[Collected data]
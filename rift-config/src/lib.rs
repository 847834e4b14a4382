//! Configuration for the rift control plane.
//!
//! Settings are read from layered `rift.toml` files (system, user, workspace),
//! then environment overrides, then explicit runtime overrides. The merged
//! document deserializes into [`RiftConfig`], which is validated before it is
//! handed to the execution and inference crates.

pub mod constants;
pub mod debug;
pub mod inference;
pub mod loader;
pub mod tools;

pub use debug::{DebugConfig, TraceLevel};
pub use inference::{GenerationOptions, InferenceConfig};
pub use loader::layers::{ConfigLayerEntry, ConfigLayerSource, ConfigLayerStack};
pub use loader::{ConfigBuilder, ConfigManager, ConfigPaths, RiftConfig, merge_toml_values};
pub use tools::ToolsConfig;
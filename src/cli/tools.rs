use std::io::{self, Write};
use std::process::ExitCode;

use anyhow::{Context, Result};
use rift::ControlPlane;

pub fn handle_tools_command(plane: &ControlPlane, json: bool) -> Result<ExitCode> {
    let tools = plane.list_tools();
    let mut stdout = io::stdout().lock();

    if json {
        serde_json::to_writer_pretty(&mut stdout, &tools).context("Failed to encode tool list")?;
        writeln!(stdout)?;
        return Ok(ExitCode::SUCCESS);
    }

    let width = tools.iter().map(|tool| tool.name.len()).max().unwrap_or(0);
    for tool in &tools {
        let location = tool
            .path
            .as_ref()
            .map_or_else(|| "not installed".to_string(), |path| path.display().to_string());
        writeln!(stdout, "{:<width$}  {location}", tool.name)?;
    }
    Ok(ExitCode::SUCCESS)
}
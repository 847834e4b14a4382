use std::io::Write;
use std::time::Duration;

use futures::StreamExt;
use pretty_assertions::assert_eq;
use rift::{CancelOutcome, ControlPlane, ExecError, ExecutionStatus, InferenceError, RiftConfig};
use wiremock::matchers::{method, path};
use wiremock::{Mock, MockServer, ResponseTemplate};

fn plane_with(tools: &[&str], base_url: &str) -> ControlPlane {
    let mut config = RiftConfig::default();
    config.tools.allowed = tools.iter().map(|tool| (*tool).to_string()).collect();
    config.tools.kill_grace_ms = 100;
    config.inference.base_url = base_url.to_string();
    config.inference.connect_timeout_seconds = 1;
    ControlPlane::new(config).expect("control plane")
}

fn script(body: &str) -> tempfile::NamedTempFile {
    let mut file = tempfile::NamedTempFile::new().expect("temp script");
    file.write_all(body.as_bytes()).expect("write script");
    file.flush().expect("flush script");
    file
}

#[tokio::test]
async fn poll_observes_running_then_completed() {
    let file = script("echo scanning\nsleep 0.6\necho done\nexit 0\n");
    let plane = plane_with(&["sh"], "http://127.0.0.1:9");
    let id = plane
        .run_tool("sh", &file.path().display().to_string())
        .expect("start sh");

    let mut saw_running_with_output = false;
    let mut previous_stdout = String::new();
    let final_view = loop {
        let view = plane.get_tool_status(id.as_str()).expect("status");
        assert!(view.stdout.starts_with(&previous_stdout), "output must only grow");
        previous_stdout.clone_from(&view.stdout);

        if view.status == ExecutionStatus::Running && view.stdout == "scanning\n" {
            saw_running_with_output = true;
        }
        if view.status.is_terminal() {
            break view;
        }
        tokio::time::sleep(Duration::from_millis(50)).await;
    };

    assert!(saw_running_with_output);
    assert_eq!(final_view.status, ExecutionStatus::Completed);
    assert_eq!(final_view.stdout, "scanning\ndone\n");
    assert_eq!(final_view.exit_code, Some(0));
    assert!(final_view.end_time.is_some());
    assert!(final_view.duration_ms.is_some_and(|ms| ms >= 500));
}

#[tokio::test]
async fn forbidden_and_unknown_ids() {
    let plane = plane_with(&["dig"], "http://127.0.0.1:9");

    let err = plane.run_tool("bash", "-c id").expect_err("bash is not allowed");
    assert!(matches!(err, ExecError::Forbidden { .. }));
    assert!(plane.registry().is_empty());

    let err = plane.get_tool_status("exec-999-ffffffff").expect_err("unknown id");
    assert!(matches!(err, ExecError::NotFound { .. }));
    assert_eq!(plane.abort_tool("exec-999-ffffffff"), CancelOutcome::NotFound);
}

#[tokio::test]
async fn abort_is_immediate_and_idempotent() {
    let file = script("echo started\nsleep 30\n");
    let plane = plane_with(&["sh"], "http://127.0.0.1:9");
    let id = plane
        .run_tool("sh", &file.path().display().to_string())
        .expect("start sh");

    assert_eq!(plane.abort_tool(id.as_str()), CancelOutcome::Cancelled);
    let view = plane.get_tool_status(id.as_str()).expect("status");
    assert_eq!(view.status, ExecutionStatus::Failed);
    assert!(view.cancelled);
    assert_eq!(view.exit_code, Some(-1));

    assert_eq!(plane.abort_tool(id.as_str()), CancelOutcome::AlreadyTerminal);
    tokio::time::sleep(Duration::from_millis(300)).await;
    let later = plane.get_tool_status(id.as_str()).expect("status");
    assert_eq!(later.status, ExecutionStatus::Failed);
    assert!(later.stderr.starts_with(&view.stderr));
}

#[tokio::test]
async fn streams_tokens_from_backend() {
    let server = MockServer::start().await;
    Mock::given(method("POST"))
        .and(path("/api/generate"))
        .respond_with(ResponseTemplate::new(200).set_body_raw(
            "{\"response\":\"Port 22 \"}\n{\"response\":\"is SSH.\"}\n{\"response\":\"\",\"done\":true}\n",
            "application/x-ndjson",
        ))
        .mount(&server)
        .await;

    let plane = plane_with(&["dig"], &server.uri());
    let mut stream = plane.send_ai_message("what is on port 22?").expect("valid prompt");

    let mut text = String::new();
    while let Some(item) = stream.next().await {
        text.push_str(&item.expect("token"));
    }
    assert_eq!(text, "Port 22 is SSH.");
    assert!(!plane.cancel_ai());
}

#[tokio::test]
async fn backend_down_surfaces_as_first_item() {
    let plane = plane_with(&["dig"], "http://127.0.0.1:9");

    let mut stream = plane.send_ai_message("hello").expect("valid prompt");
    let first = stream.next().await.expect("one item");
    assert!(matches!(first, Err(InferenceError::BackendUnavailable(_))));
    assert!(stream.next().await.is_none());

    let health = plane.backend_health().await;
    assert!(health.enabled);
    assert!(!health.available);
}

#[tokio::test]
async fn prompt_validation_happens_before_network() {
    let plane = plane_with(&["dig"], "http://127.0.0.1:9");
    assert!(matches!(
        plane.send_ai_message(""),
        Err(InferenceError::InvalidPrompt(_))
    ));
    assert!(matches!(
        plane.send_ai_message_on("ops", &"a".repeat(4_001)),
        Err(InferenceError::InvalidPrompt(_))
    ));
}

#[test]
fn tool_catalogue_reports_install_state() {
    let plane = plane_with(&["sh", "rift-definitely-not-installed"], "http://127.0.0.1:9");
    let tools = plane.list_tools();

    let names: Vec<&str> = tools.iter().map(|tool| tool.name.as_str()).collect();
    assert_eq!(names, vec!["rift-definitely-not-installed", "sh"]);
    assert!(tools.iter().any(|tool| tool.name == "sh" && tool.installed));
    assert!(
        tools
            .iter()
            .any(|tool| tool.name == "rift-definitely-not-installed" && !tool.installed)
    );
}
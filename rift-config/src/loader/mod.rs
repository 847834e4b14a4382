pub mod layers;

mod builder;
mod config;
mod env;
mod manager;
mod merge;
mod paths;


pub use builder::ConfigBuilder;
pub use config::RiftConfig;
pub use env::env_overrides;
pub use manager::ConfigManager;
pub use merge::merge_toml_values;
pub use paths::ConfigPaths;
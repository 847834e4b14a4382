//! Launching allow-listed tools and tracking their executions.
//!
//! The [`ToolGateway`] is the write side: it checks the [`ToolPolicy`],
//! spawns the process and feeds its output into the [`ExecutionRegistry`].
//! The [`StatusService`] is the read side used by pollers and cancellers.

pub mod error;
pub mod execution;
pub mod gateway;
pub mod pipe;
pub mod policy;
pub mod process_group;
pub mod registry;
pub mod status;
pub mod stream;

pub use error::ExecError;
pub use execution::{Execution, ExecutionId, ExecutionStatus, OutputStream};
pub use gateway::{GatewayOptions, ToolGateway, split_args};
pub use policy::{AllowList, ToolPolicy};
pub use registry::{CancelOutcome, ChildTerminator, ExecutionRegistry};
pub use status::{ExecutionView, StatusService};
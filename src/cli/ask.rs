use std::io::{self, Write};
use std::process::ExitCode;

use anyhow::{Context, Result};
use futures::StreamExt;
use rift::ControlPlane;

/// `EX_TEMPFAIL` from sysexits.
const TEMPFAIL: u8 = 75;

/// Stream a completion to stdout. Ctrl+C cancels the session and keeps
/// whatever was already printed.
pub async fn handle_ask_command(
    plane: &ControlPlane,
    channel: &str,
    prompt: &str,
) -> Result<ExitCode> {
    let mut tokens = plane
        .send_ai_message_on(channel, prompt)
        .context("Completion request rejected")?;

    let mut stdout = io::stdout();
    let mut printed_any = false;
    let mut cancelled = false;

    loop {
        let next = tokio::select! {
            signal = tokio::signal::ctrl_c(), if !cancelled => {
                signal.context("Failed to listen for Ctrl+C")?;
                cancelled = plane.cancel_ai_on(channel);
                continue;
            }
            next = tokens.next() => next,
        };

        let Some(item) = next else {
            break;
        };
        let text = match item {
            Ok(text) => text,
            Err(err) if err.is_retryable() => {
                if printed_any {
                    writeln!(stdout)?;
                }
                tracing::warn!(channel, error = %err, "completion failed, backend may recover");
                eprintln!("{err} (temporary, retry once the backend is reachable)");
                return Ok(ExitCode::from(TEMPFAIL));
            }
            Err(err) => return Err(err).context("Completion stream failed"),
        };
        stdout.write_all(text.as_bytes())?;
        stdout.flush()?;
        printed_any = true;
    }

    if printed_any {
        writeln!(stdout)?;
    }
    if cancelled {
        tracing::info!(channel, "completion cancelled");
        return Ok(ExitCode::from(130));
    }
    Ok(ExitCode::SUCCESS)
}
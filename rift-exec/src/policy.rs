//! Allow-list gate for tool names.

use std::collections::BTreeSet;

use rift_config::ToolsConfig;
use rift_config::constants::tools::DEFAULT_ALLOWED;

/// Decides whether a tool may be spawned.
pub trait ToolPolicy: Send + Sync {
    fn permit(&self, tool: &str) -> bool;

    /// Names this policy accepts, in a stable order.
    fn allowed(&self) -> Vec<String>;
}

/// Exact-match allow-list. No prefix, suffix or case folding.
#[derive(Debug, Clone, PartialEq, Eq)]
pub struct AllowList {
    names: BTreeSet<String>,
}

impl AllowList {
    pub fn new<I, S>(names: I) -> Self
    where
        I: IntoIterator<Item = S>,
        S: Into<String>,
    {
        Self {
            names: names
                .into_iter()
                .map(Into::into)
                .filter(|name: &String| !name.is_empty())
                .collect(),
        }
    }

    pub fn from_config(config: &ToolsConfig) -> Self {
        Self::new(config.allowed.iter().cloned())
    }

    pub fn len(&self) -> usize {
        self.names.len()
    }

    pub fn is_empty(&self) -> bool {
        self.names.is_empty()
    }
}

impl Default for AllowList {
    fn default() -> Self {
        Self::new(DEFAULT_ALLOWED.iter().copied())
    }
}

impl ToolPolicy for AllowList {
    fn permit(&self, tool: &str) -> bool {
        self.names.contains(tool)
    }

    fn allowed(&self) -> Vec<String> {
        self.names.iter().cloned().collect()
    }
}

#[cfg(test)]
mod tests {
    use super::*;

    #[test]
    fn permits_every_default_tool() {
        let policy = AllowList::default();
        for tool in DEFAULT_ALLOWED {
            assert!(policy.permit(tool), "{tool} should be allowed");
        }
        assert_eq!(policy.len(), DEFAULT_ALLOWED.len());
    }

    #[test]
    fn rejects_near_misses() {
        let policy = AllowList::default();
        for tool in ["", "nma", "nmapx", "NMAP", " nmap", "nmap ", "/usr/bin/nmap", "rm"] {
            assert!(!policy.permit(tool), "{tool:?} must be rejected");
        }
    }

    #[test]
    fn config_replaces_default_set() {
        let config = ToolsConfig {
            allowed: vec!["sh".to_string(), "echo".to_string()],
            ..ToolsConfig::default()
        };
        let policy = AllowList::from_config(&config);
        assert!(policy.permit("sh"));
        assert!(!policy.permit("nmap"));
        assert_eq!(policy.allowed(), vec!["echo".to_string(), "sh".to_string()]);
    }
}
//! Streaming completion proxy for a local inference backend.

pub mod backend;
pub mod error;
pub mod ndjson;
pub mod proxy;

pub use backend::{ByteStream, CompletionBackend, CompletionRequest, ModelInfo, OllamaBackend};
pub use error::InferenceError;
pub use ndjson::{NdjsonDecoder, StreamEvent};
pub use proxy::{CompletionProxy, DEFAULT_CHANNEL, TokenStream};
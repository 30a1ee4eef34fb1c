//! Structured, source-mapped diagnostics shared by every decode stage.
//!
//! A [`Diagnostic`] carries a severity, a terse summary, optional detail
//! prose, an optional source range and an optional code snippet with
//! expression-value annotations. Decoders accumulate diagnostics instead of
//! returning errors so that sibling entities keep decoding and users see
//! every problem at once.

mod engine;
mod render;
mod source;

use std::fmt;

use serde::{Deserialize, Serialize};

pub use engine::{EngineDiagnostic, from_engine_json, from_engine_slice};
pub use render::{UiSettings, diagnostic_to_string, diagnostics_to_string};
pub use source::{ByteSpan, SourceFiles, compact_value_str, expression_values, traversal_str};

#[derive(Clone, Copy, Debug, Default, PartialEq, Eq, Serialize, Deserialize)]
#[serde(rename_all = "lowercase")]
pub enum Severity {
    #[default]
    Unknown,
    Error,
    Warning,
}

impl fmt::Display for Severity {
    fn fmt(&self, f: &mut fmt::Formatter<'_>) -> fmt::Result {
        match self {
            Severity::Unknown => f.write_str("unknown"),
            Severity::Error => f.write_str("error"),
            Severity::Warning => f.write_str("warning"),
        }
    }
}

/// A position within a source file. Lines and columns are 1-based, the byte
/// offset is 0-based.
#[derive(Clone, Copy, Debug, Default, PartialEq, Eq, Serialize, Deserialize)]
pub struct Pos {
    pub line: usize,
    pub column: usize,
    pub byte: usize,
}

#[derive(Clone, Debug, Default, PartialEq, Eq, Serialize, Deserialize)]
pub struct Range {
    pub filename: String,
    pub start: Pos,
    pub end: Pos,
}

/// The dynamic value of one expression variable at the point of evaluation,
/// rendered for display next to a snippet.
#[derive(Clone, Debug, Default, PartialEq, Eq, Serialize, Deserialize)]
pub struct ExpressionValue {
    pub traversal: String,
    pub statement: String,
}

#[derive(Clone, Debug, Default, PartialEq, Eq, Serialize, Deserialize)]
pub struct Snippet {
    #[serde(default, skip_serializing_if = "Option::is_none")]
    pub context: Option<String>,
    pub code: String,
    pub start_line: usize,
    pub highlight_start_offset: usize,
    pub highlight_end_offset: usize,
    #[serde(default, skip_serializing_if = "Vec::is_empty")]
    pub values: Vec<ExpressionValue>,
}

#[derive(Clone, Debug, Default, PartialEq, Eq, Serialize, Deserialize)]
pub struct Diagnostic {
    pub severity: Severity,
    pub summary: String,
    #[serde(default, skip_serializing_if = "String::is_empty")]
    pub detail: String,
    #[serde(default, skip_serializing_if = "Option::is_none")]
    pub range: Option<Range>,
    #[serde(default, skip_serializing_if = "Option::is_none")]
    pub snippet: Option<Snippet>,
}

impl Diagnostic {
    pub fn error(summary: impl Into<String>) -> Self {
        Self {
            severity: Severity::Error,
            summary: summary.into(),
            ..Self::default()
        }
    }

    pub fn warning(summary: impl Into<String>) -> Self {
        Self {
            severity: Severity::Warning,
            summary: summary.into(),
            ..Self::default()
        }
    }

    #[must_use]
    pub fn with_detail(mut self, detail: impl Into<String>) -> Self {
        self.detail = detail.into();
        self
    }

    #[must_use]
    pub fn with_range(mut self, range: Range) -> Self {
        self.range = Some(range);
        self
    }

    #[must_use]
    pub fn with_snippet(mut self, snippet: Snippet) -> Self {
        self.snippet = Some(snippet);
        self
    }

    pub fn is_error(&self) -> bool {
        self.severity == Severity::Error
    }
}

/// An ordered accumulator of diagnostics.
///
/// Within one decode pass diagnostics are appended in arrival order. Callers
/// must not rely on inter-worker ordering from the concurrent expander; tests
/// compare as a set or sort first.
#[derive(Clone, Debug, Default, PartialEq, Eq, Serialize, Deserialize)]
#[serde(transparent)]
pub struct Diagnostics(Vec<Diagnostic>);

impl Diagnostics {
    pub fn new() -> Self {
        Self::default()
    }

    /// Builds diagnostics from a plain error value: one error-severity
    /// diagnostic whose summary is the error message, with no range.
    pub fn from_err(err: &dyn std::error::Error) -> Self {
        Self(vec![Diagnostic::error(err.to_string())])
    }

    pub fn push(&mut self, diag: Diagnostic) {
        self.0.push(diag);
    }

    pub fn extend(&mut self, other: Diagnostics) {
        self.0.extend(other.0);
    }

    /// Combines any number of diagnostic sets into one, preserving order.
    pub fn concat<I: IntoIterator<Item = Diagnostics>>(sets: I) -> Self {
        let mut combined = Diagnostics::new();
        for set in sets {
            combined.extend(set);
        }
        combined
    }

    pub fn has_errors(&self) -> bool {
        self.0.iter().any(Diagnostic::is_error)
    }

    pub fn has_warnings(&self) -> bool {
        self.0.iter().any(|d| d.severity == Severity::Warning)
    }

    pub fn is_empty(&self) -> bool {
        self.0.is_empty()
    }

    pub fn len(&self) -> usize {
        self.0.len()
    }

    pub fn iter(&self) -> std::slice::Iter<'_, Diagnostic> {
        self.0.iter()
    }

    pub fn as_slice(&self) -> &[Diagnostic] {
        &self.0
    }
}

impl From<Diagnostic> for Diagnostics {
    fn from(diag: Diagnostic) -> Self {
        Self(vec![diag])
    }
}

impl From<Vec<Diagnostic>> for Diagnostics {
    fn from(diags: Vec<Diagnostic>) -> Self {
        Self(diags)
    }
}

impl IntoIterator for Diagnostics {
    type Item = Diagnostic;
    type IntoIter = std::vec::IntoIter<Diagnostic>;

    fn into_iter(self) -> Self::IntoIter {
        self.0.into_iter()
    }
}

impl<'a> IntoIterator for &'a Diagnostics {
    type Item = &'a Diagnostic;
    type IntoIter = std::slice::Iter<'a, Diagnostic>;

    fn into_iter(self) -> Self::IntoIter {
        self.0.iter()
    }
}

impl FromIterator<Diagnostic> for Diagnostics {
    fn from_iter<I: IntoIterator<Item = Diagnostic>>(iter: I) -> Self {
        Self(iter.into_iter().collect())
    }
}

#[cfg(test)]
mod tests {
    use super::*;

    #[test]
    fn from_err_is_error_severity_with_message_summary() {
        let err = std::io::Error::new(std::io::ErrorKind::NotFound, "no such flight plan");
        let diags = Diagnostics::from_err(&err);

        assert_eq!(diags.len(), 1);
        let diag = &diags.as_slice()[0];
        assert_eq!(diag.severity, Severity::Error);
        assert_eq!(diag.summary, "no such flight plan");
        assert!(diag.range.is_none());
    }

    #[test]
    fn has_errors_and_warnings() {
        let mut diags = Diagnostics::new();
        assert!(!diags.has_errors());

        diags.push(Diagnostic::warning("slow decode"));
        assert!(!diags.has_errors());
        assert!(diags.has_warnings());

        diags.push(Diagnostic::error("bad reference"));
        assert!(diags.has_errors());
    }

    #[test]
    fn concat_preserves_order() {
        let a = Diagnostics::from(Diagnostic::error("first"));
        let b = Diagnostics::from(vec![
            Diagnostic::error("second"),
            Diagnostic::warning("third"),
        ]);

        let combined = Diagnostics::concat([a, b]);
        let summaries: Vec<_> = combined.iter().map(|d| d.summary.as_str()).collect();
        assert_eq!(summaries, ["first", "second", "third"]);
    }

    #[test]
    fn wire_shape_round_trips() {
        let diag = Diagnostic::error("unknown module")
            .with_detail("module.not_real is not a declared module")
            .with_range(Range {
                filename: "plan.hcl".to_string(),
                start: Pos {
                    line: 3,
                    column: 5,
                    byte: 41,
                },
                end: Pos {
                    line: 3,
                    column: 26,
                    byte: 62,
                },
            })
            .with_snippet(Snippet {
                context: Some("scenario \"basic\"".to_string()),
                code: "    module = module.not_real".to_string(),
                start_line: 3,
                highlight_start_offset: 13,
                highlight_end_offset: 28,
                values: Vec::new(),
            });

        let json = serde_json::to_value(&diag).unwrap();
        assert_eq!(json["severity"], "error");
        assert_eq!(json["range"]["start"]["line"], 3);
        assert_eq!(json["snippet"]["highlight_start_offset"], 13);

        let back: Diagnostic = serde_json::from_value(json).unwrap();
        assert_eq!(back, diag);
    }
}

▶ [GOAL OF THE EXERCISE]: Please copy every line in the entries where "ConfigManager" appears.

▶ [RESULT]:
pub use loader::{ConfigBuilder, ConfigManager, ConfigPaths, RiftConfig, merge_toml_values};
pub use manager::ConfigManager;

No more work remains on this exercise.